The Options have been valued using the Black-Scholes by Moore Stephens Perth Corporate Services Pty Ltd pricing model based upon the following assumptions:

  • (a) the Options expire five years from the date of issue and are exercisable at $0.30 each;

  • (b) a volatility factor of 190.7% based on the historical volatility of the Company’s Share price;

  • (c) a risk free interest rate of 6.00%; and

  • (d) the valuation date for the Options was 13 October 2008 and the trading price of the Shares on that date was $0.07.

Based on the above, the securities proposed to be issued to Mr Miolin pursuant to Resolution 6 have been valued as follows:

350,000 Options $23,093 (13 October 2008)

7.6 Directors’ Recommendations

The Directors (other than Mr Miolin) do not have any personal interest in the outcome of Resolution 6. The Directors (other than Mr. Miolin) believe that the proposed transaction is beneficial to the Company as it will provide appropriate incentives to Mr Miolin and is consistent with the philosophy held by the Directors that the future success of the Company will depend in large measure on the skills and motivation of the people engaged in and overseeing the management of the Company’s operations and that it is therefore important that the Company is able to attract and retain people of the highest calibre.

The Directors consider that the most appropriate means of achieving this is to reward Directors for their performance, to provide Directors with an opportunity to participate in the Company’s future growth and give them an incentive to contribute to that growth and to maximise returns to Shareholders.

The Directors (other than Mr Miolin) believe that the number and terms of the Options to be issued pursuant to Resolution 6 are commercial for the Company in light of the potential benefits, dilution effect and potential costs described in Section 7.3 above, and recommend Shareholders vote in favour of Resolution 6. Mr Miolin has abstained from considering or making any recommendation in respect of Resolution 6 due to his material personal interest.

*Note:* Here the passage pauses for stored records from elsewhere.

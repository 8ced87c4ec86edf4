// src/ast/mod.rs
//
// The parser-facing AST: an arena of nodes addressed by NodeId, plus the
// annotation slots the analyzer fills in and the backend reads. The parser
// (or the test builder) appends nodes in source order, so NodeId order is
// creation order and doubles as the determinism index for the top-level
// declaration worklist.

mod build;

pub use build::NodeBuilder;

use crate::sema::entities::{ErrorId, FileId, FnId, VarId};
use crate::sema::scope::ScopeId;
use crate::sema::types::TypeId;
use crate::sema::value::ConstValue;

/// Interned identifier handle.
#[derive(Debug, Clone, Copy, PartialEq, Eq, Hash)]
pub struct Symbol(pub u32);

/// Handle to a node in the AST arena.
#[derive(Debug, Clone, Copy, PartialEq, Eq, Hash, PartialOrd, Ord)]
pub struct NodeId(pub u32);

impl NodeId {
    pub fn index(self) -> usize {
        self.0 as usize
    }
}

/// Opaque handle the backend attaches to a constant expression value.
#[derive(Debug, Clone, Copy, PartialEq, Eq)]
pub struct BackendValueRef(pub u32);

/// Source position of a node. Lines and columns are 0-based; diagnostics
/// render them 1-based.
#[derive(Debug, Clone, Copy, Default, PartialEq, Eq)]
pub struct Span {
    pub line: u32,
    pub column: u32,
    pub offset: u32,
}

impl Span {
    pub fn new(line: u32, column: u32) -> Self {
        Self {
            line,
            column,
            offset: 0,
        }
    }

    pub fn none() -> Self {
        Self::default()
    }
}

/// Simple string interner shared by the parser and the analyzer.
#[derive(Debug, Default)]
pub struct Interner {
    names: Vec<String>,
    lookup: rustc_hash::FxHashMap<String, Symbol>,
}

impl Interner {
    pub fn new() -> Self {
        Self::default()
    }

    pub fn intern(&mut self, name: &str) -> Symbol {
        if let Some(&sym) = self.lookup.get(name) {
            return sym;
        }
        let sym = Symbol(self.names.len() as u32);
        self.names.push(name.to_string());
        self.lookup.insert(name.to_string(), sym);
        sym
    }

    pub fn resolve(&self, sym: Symbol) -> &str {
        &self.names[sym.0 as usize]
    }
}

#[derive(Debug, Clone, Copy, PartialEq, Eq)]
pub enum VisibMod {
    Private,
    Pub,
    Export,
}

#[derive(Debug, Clone, Copy, PartialEq, Eq)]
pub enum BinOp {
    Assign,
    AssignTimes,
    AssignDiv,
    AssignMod,
    AssignPlus,
    AssignMinus,
    AssignShl,
    AssignShr,
    AssignBitAnd,
    AssignBitXor,
    AssignBitOr,
    AssignBoolAnd,
    AssignBoolOr,
    BoolOr,
    BoolAnd,
    CmpEq,
    CmpNotEq,
    CmpLessThan,
    CmpGreaterThan,
    CmpLessOrEq,
    CmpGreaterOrEq,
    BitOr,
    BitXor,
    BitAnd,
    Shl,
    Shr,
    Add,
    Sub,
    Mul,
    Div,
    Mod,
    /// `a ?? b` - unwrap an optional with a fallback.
    UnwrapOptional,
    /// `a ++ b` - compile-time string concatenation.
    StrCat,
}

impl BinOp {
    pub fn is_assignment(self) -> bool {
        matches!(
            self,
            BinOp::Assign
                | BinOp::AssignTimes
                | BinOp::AssignDiv
                | BinOp::AssignMod
                | BinOp::AssignPlus
                | BinOp::AssignMinus
                | BinOp::AssignShl
                | BinOp::AssignShr
                | BinOp::AssignBitAnd
                | BinOp::AssignBitXor
                | BinOp::AssignBitOr
                | BinOp::AssignBoolAnd
                | BinOp::AssignBoolOr
        )
    }

    pub fn is_comparison(self) -> bool {
        matches!(
            self,
            BinOp::CmpEq
                | BinOp::CmpNotEq
                | BinOp::CmpLessThan
                | BinOp::CmpGreaterThan
                | BinOp::CmpLessOrEq
                | BinOp::CmpGreaterOrEq
        )
    }
}

#[derive(Debug, Clone, Copy, PartialEq, Eq)]
pub enum PrefixOp {
    BoolNot,
    BitNot,
    Negate,
    AddressOf,
    ConstAddressOf,
    Dereference,
    /// `?x` - wrap in an optional (or build `?T` from a type).
    OptionalWrap,
    /// `%x` - wrap in an error union (or build `%T` from a type).
    ErrorWrap,
    /// `%%x` - assert an error union holds a payload.
    UnwrapError,
}

#[derive(Debug, Clone, Copy, PartialEq, Eq)]
pub enum ReturnKind {
    /// `return e`
    Normal,
    /// `%return e` - return the error if `e` holds one, else unwrap.
    ErrorPropagate,
}

#[derive(Debug, Clone, Copy, PartialEq, Eq)]
pub enum ContainerKind {
    Struct,
    Enum,
}

#[derive(Debug, Clone, Copy, PartialEq, Eq)]
pub enum InitKind {
    Struct,
    Array,
}

#[derive(Debug, Clone, Copy, PartialEq)]
pub enum NumLit {
    Int(u64),
    Float(f64),
}

/// The cast kind the analyzer selects for an explicit or inserted cast.
/// The backend picks its code path from this tag.
#[derive(Debug, Clone, Copy, PartialEq, Eq)]
pub enum CastKind {
    Noop,
    PtrToInt,
    IntToPtr,
    IntWidenOrShorten,
    ArrayToSlice,
    PointerReinterpret,
    OptionalWrap,
    ErrorWrap,
    PureErrorWrap,
    ErrToInt,
}

#[derive(Debug, Clone)]
pub enum NodeKind {
    Root {
        decls: Vec<NodeId>,
    },
    FnProto {
        name: Symbol,
        visib: VisibMod,
        params: Vec<NodeId>,
        return_type: NodeId,
        is_var_args: bool,
        is_extern: bool,
        is_inline: bool,
        is_naked: bool,
    },
    FnDef {
        proto: NodeId,
        body: NodeId,
    },
    ParamDecl {
        name: Symbol,
        type_expr: NodeId,
    },
    Block {
        statements: Vec<NodeId>,
    },
    Return {
        kind: ReturnKind,
        expr: Option<NodeId>,
    },
    VarDecl {
        name: Symbol,
        visib: VisibMod,
        is_const: bool,
        type_expr: Option<NodeId>,
        init: Option<NodeId>,
    },
    ErrorValueDecl {
        name: Symbol,
        visib: VisibMod,
    },
    BinOp {
        op: BinOp,
        lhs: NodeId,
        rhs: NodeId,
    },
    /// `lhs %% rhs` / `lhs %% |err| rhs` - run `rhs` when `lhs` holds an error.
    UnwrapErrExpr {
        operand: NodeId,
        err_name: Option<Symbol>,
        fallback: NodeId,
    },
    PrefixOp {
        op: PrefixOp,
        operand: NodeId,
    },
    Call {
        callee: NodeId,
        args: Vec<NodeId>,
        is_builtin: bool,
    },
    ArrayAccess {
        array: NodeId,
        index: NodeId,
    },
    SliceExpr {
        array: NodeId,
        start: NodeId,
        end: Option<NodeId>,
        is_const: bool,
    },
    FieldAccess {
        object: NodeId,
        field: Symbol,
    },
    ContainerDecl {
        name: Symbol,
        kind: ContainerKind,
        visib: VisibMod,
        fields: Vec<NodeId>,
        fns: Vec<NodeId>,
    },
    StructField {
        name: Symbol,
        type_expr: NodeId,
    },
    ContainerInit {
        type_expr: NodeId,
        kind: InitKind,
        entries: Vec<NodeId>,
    },
    FieldInit {
        name: Symbol,
        value: NodeId,
    },
    ArrayType {
        size: Option<NodeId>,
        child: NodeId,
        is_const: bool,
    },
    /// The `error` keyword used as a type expression.
    ErrorType,
    NumberLiteral {
        value: NumLit,
        /// The literal did not fit a u64/f64 while lexing.
        overflow: bool,
    },
    StringLiteral {
        value: Vec<u8>,
        is_c: bool,
    },
    CharLiteral {
        value: u8,
    },
    BoolLiteral {
        value: bool,
    },
    NullLiteral,
    UndefinedLiteral,
    Symbol {
        name: Symbol,
        /// Parser-installed type alias; resolves ahead of any lookup.
        override_type: Option<TypeId>,
    },
    If {
        condition: NodeId,
        then_block: NodeId,
        else_node: Option<NodeId>,
    },
    IfVar {
        name: Symbol,
        is_const: bool,
        type_expr: Option<NodeId>,
        init: NodeId,
        then_block: NodeId,
        else_node: Option<NodeId>,
    },
    While {
        condition: NodeId,
        body: NodeId,
    },
    For {
        elem_name: Symbol,
        index_name: Option<Symbol>,
        iterable: NodeId,
        body: NodeId,
    },
    Switch {
        scrutinee: NodeId,
        prongs: Vec<NodeId>,
    },
    SwitchProng {
        /// Empty for the `else` prong.
        items: Vec<NodeId>,
        binding: Option<Symbol>,
        body: NodeId,
    },
    Label {
        name: Symbol,
    },
    Goto {
        name: Symbol,
    },
    Break,
    Continue,
    Import {
        path: String,
        visib: VisibMod,
    },
    CImport {
        body: NodeId,
    },
    /// Synthetic: inserted by the analyzer when an implicit coercion is
    /// required. Never produced by the parser.
    Cast {
        target: TypeId,
        operand: NodeId,
    },
    /// Synthetic: stands in for an elided `void` expression (e.g. a bare
    /// `return`). Never produced by the parser.
    VoidLiteral,
}

#[derive(Debug, Clone)]
pub struct Node {
    pub kind: NodeKind,
    pub span: Span,
    pub owner: FileId,
}

/// Analyzer-populated annotation slots for one node. The backend reads these
/// and never writes anything except `backend`.
#[derive(Debug, Clone, Default)]
pub struct ExprAnn {
    pub ty: Option<TypeId>,
    pub const_val: ConstValue,
    pub scope: Option<ScopeId>,
    pub cast_kind: Option<CastKind>,
    pub resolved_fn: Option<FnId>,
    pub resolved_var: Option<VarId>,
    pub resolved_field: Option<u32>,
    pub resolved_error: Option<ErrorId>,
    pub backend: Option<BackendValueRef>,
}

/// Arena of AST nodes plus their annotation slots.
#[derive(Debug, Default)]
pub struct Ast {
    nodes: Vec<Node>,
    anns: Vec<ExprAnn>,
    pub interner: Interner,
}

impl Ast {
    pub fn new() -> Self {
        Self::default()
    }

    pub fn push(&mut self, kind: NodeKind, span: Span, owner: FileId) -> NodeId {
        let id = NodeId(self.nodes.len() as u32);
        self.nodes.push(Node { kind, span, owner });
        self.anns.push(ExprAnn::default());
        id
    }

    pub fn node(&self, id: NodeId) -> &Node {
        &self.nodes[id.index()]
    }

    pub fn node_mut(&mut self, id: NodeId) -> &mut Node {
        &mut self.nodes[id.index()]
    }

    pub fn ann(&self, id: NodeId) -> &ExprAnn {
        &self.anns[id.index()]
    }

    pub fn ann_mut(&mut self, id: NodeId) -> &mut ExprAnn {
        &mut self.anns[id.index()]
    }

    pub fn span(&self, id: NodeId) -> Span {
        self.node(id).span
    }

    pub fn owner(&self, id: NodeId) -> FileId {
        self.node(id).owner
    }

    pub fn node_count(&self) -> usize {
        self.nodes.len()
    }

    pub fn set_type(&mut self, id: NodeId, ty: TypeId) {
        self.anns[id.index()].ty = Some(ty);
    }

    pub fn ty(&self, id: NodeId) -> Option<TypeId> {
        self.anns[id.index()].ty
    }

    pub fn set_const(&mut self, id: NodeId, value: ConstValue) {
        self.anns[id.index()].const_val = value;
    }

    pub fn const_val(&self, id: NodeId) -> &ConstValue {
        &self.anns[id.index()].const_val
    }

    /// Replace `id` with a synthetic cast whose operand is the old content.
    ///
    /// The node's kind and annotations move to a fresh arena slot; the
    /// original slot becomes `Cast { target, operand: fresh }`. Parents keep
    /// referring to `id`, which now names the cast, so no parent back-pointer
    /// has to be maintained. Returns the id now holding the original content.
    pub fn wrap_in_cast(&mut self, id: NodeId, target: TypeId) -> NodeId {
        let span = self.nodes[id.index()].span;
        let owner = self.nodes[id.index()].owner;
        let inner = NodeId(self.nodes.len() as u32);
        let old_kind = std::mem::replace(
            &mut self.nodes[id.index()].kind,
            NodeKind::Cast {
                target,
                operand: inner,
            },
        );
        let old_ann = std::mem::take(&mut self.anns[id.index()]);
        self.nodes.push(Node {
            kind: old_kind,
            span,
            owner,
        });
        self.anns.push(old_ann);
        inner
    }

    /// Whether a node is an explicitly-void expression, permitted after an
    /// unreachable-typed statement in a block.
    pub fn is_void_expr(&self, id: NodeId) -> bool {
        matches!(self.node(id).kind, NodeKind::VoidLiteral)
    }
}

#[cfg(test)]
mod tests {
    use super::*;

    #[test]
    fn node_id_order_is_creation_order() {
        let mut ast = Ast::new();
        let file = FileId(0);
        let a = ast.push(NodeKind::NullLiteral, Span::none(), file);
        let b = ast.push(NodeKind::Break, Span::none(), file);
        assert!(a < b);
    }

    #[test]
    fn interner_deduplicates() {
        let mut interner = Interner::new();
        let a = interner.intern("len");
        let b = interner.intern("len");
        let c = interner.intern("ptr");
        assert_eq!(a, b);
        assert_ne!(a, c);
        assert_eq!(interner.resolve(a), "len");
    }

    #[test]
    fn wrap_in_cast_moves_content() {
        let mut ast = Ast::new();
        let file = FileId(0);
        let lit = ast.push(
            NodeKind::NumberLiteral {
                value: NumLit::Int(3),
                overflow: false,
            },
            Span::new(4, 11),
            file,
        );
        ast.set_type(lit, TypeId::INVALID);

        let inner = ast.wrap_in_cast(lit, TypeId::INVALID);

        // The original slot now names the cast; the content moved.
        assert!(matches!(
            ast.node(lit).kind,
            NodeKind::Cast { operand, .. } if operand == inner
        ));
        assert!(matches!(
            ast.node(inner).kind,
            NodeKind::NumberLiteral { .. }
        ));
        // Annotations followed the content.
        assert_eq!(ast.ty(inner), Some(TypeId::INVALID));
        assert_eq!(ast.ty(lit), None);
        // Position is preserved on both.
        assert_eq!(ast.span(lit), ast.span(inner));
    }
}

8. RESOLUTION 7 – APPROVAL OF ISSUE OF OPTIONS TO MR SEYMOUR

8.1 Background to Resolution 7

Resolution 7 seeks Shareholder approval for the issue of 350,000 Options (Director Options) to Mr David Seymour (and/or his nominee(s)) as part of his remuneration package. The options are proposed to be issued to Mr Seymour as an incentive to provided dedicated and ongoing services to Midwinter.

Resolution 7 is subject to and conditional on the re-election of Mr Seymour pursuant to Resolution 2.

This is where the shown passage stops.